Я хочу узнать, сколько комбинаций генома найдено в последовательности.Я имею в виду бинарные комбинации: AA, AT, AG, AC, ... 16 таких комбинаций или для 3-элементных комбинаций ATG, ACG, ... 64 таких комбинаций.Я знаю, как сделать это с пакетом, и я напишу это здесь.Я хочу создать свой собственный код для выполнения этого пакета

seqinr, идеально подходящего для своей работы.Это код, который я использовал для

install.packages('seqinr')    
library(seqinr)    
m = read.fasta(file='sequence.fasta')     
mseq = m[[1]]     
count(mseq,2)   # gives how many binary combinations are found in the seq     
count(mseq,3)   # gives how many 3-elemented combinations are found in the seq

Ответы [ 2 ]

0 голосов
/ 21 января 2019

Самое простое, что нужно сделать, это примерно так:

# Generate a test sequence
set.seed(1234)
testSeq <- paste(sample(LETTERS[1:3], 100, replace = T), collapse = "")

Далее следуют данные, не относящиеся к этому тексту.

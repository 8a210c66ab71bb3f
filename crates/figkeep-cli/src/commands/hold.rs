//! `figkeep hold` — Hold simulated windows open from the terminal.

use std::sync::atomic::Ordering;
use std::time::Duration;

use clap::Args;
use figkeep_common::config::HoldConfig;
use figkeep_runtime::backend::{BackendPreferences, configured_backend, recommended_backend};
use figkeep_runtime::hold::{HoldOutcome, hold_windows};

use crate::sim::SimulatedWindows;

/// Arguments for the `hold` command.
#[derive(Args, Debug, Default)]
pub struct HoldArgs {
    /// Key that ends the hold: `any-key` (default) or `enter`.
    #[arg(long)]
    pub trigger: Option<String>,

    /// Event pump interval in milliseconds (default 50).
    #[arg(long)]
    pub poll_ms: Option<u64>,

    /// Number of simulated windows.
    #[arg(long, default_value_t = 1)]
    pub windows: u32,

    /// Close the simulated windows after this many seconds.
    #[arg(long)]
    pub close_after: Option<f64>,

    /// Backend name the simulated windows report; defaults to the
    /// configured or recommended one.
    #[arg(long)]
    pub backend: Option<String>,

    /// Do not print a prompt.
    #[arg(long)]
    pub no_prompt: bool,

    /// Hold even when standard input is not a terminal.
    #[arg(long)]
    pub force: bool,
}

/// Executes the `hold` command.
///
/// # Errors
///
/// Returns an error for an unknown trigger name, a malformed `FIGKEEP_*`
/// override, or a negative lifetime.
pub fn execute(args: HoldArgs) -> anyhow::Result<()> {
    let lifetime = args
        .close_after
        .map(Duration::try_from_secs_f64)
        .transpose()
        .map_err(|e| anyhow::anyhow!("invalid --close-after: {e}"))?;
    let config = hold_config(&args, |key| std::env::var(key).ok())?;
    let backend = args.backend.unwrap_or_else(|| {
        recommended_backend(&BackendPreferences::default(), configured_backend)
    });

    let windows = SimulatedWindows::new(backend, args.windows, lifetime);
    let interrupted = windows.interrupt_flag();
    ctrlc::set_handler(move || {
        interrupted.store(true, Ordering::SeqCst);
    })
    .map_err(|e| anyhow::anyhow!("failed to set Ctrl+C handler: {e}"))?;

    tracing::info!(
        windows = args.windows,
        trigger = %config.trigger,
        poll_interval = ?config.poll_interval,
        "holding simulated windows"
    );
    let outcome = hold_windows(&windows, config);
    eprintln!("  {}", describe(outcome));
    Ok(())
}

/// Builds the hold configuration: environment overrides first, then the
/// flags given on the command line.
fn hold_config(
    args: &HoldArgs,
    lookup: impl Fn(&str) -> Option<String>,
) -> anyhow::Result<HoldConfig> {
    let mut config = HoldConfig::default().apply_overrides(lookup)?;
    if let Some(name) = &args.trigger {
        config = config.trigger_named(name)?;
    }
    if let Some(ms) = args.poll_ms {
        config = config.poll_interval(Duration::from_millis(ms));
    }
    if args.force {
        config = config.only_if_tty(false);
    }
    if args.no_prompt {
        config = config.silent();
    }
    Ok(config)
}

const fn describe(outcome: HoldOutcome) -> &'static str {
    match outcome {
        HoldOutcome::NonGuiBackend => "Backend does not open windows; nothing to hold.",
        HoldOutcome::NotInteractive => {
            "Standard input is not a terminal; not holding (use --force)."
        }
        HoldOutcome::NoWindows => "No windows open.",
        HoldOutcome::TriggerFired => "Key pressed; exiting.",
        HoldOutcome::WindowsClosed => "All windows closed; exiting.",
    }
}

# Split string into chunks of size 2 and then count occurrences
testBigram <- substring(testSeq, seq(1, nchar(testSeq), 2), seq(2, nchar(testSeq), 2))
table(testBigram)

AA AB AC BA BB BC CA CB CC 
10 10 14  3  3  2  2  5  1 

Вот способ использования "фабрики функций" (https://adv -r.hadley.nz / function-factories.html ).

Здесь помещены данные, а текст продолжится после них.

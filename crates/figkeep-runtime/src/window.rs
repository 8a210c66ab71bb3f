//! Window system abstraction.
//!
//! The plotting library is an external collaborator; these traits are the
//! whole surface figkeep consumes from it. Optional capabilities have
//! default bodies so a minimal implementation only lists windows and pumps
//! events.

use std::time::Duration;

use figkeep_common::error::{FigkeepError, Result};
use figkeep_common::types::{Geometry, WindowId};

use crate::backend::RaiseMethod;

/// A window's own event loop, run for a bounded time.
pub trait EventLoopPump {
    /// Processes this window's events for up to `timeout`.
    ///
    /// # Errors
    ///
    /// Returns an error if the loop cannot run; the caller falls back to the
    /// library-wide pump.
    fn run_for(&self, timeout: Duration) -> Result<()>;
}

/// The windowing collaborator.
pub trait WindowSystem {
    /// Name of the active rendering backend (for example `"TkAgg"`).
    fn backend(&self) -> String;

    /// Ids of the windows currently open; empty when none are.
    ///
    /// # Errors
    ///
    /// Returns an error if the window list cannot be read.
    fn open_windows(&self) -> Result<Vec<WindowId>>;

    /// The window's own event loop, when the backend exposes one.
    fn event_loop(&self, _id: WindowId) -> Option<&dyn EventLoopPump> {
        None
    }

    /// Processes pending events for every window, sleeping up to `timeout`
    /// when idle.
    ///
    /// # Errors
    ///
    /// Returns an error if the library fails to pump events.
    fn pump_all_events(&self, timeout: Duration) -> Result<()>;

    /// Shows every window and blocks until they are closed.
    ///
    /// # Errors
    ///
    /// Returns an error if the library fails to show windows.
    fn show_blocking(&self) -> Result<()>;

    /// Brings a window to the foreground using `method`.
    ///
    /// # Errors
    ///
    /// Returns an error if the window cannot be raised that way.
    fn raise(&self, _id: WindowId, _method: RaiseMethod) -> Result<()> {
        Ok(())
    }

    /// Current on-screen geometry of a window, if known.
    ///
    /// # Errors
    ///
    /// Returns an error if the backend fails to report it.
    fn geometry(&self, _id: WindowId) -> Result<Option<Geometry>> {
        Ok(None)
    }

    /// Moves and resizes a window.
    ///
    /// # Errors
    ///
    /// Returns an error if the backend cannot place windows.
    fn set_geometry(&self, _id: WindowId, _geometry: Geometry) -> Result<()> {
        Err(FigkeepError::unsupported(
            "window placement",
            "backend cannot move windows",
        ))
    }
}

/// Whether at least one window is open.
///
/// A window list that cannot be read counts as "none open", so a broken
/// collaborator ends a hold instead of stalling it.
pub fn any_windows_open(windows: &dyn WindowSystem) -> bool {
    match windows.open_windows() {
        Ok(ids) => !ids.is_empty(),
        Err(e) => {
            tracing::debug!(error = %e, "could not list windows; treating as closed");
            false
        }
    }
}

2-элементные и 3-элементные комбинации - это n-граммы размера 2 и 3. Таким образом, мы делаем эту фабрику n-граммных функций.

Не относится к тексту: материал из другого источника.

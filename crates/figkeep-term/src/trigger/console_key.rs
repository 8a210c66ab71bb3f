//! Single-key trigger for the Windows console.
//!
//! The console input buffer is polled with a zero timeout; no mode switch
//! is needed, so there is nothing to restore.

use std::time::Duration;

use crossterm::event::{self, Event, KeyEventKind};
use figkeep_common::error::{FigkeepError, Result};

use super::KeyTrigger;

/// Fires when a key press is buffered on the console.
#[derive(Debug)]
pub struct ConsoleKeyTrigger {
    _private: (),
}

impl ConsoleKeyTrigger {
    /// Probes the console input buffer.
    ///
    /// # Errors
    ///
    /// Returns [`FigkeepError::Unsupported`] when standard input is not a
    /// console that can be polled.
    pub fn new() -> Result<Self> {
        let _ = event::poll(Duration::ZERO)
            .map_err(|e| FigkeepError::unsupported("console key buffer", e))?;
        Ok(Self { _private: () })
    }
}

impl KeyTrigger for ConsoleKeyTrigger {
    fn poll(&mut self) -> bool {
        match event::poll(Duration::ZERO) {
            // One buffered event per tick; only a key press counts.
            Ok(true) => event::read().is_ok_and(|event| is_key_press(&event)),
            Ok(false) => false,
            Err(e) => {
                tracing::debug!(error = %e, "console poll failed");
                false
            }
        }
    }
}

/// Whether a console event ends the hold.
fn is_key_press(event: &Event) -> bool {
    matches!(event, Event::Key(key) if key.kind == KeyEventKind::Press)
}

# Generate a function to create a function
ngram <- function(size) {
  function(myvector) {

    substring(myvector, seq(1, nchar(myvector), size), seq(size, nchar(myvector), size))

  }
}

# Assign the functions names (optional)
bigram <- ngram(2)
trigram <- ngram(3)

# 2 element combinations
table(bigram(testSeq))

AA AB AC BA BB BC CA CB CC 
10 10 14  3  3  2  2  5  1 

# count of 2 element combinations
length(unique(bigram(testSeq)))

[1] 9

# counting function
count <- function(mseq, n) length(unique(ngram(n)(mseq)))
count(testSeq, 2)

[1] 9

# and if we wanted to do with with 3 element combinations
table(trigram(testSeq))
0 голосов
/ 21 января 2019

Это медленный способ сделать это. Я уверен, что это быстрее в пакете биокондуктора.

# some practice data
mseq = paste(sample(c("A", "C", "G", "T"), 1000, rep=T), collapse="")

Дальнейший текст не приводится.